■ **Work required**: Work out how many lines below contain "utoipa", then write only that number.

■ **Data under study**:
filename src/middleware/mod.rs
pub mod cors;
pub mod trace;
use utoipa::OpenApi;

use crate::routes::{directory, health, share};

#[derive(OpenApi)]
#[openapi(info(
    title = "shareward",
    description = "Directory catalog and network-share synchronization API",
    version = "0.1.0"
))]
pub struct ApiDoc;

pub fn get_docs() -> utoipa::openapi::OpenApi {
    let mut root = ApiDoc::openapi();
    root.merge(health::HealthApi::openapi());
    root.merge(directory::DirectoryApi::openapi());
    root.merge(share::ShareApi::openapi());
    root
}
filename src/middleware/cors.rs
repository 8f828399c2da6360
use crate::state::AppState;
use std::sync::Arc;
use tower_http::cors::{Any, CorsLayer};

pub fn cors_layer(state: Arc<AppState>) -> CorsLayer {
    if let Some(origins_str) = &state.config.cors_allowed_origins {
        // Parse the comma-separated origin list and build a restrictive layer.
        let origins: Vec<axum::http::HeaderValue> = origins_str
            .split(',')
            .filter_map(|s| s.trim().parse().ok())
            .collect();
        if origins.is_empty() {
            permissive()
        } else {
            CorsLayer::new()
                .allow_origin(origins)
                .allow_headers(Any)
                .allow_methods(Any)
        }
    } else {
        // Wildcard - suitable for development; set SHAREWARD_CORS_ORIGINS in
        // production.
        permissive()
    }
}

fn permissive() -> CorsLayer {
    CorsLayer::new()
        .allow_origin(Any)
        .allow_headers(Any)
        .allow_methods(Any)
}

--

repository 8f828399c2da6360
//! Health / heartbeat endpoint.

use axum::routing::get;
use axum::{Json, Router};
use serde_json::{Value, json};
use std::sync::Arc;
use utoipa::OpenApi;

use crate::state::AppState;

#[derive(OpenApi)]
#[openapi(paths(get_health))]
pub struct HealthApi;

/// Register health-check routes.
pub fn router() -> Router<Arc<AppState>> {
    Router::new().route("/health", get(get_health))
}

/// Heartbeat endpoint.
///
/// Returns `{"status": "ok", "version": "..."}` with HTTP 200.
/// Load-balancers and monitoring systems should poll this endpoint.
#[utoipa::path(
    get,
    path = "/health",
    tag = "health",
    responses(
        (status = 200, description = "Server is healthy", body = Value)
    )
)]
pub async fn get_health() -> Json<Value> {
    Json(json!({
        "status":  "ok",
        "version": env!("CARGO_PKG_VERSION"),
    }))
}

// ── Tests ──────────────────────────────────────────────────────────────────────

■ **Response to this task**: 4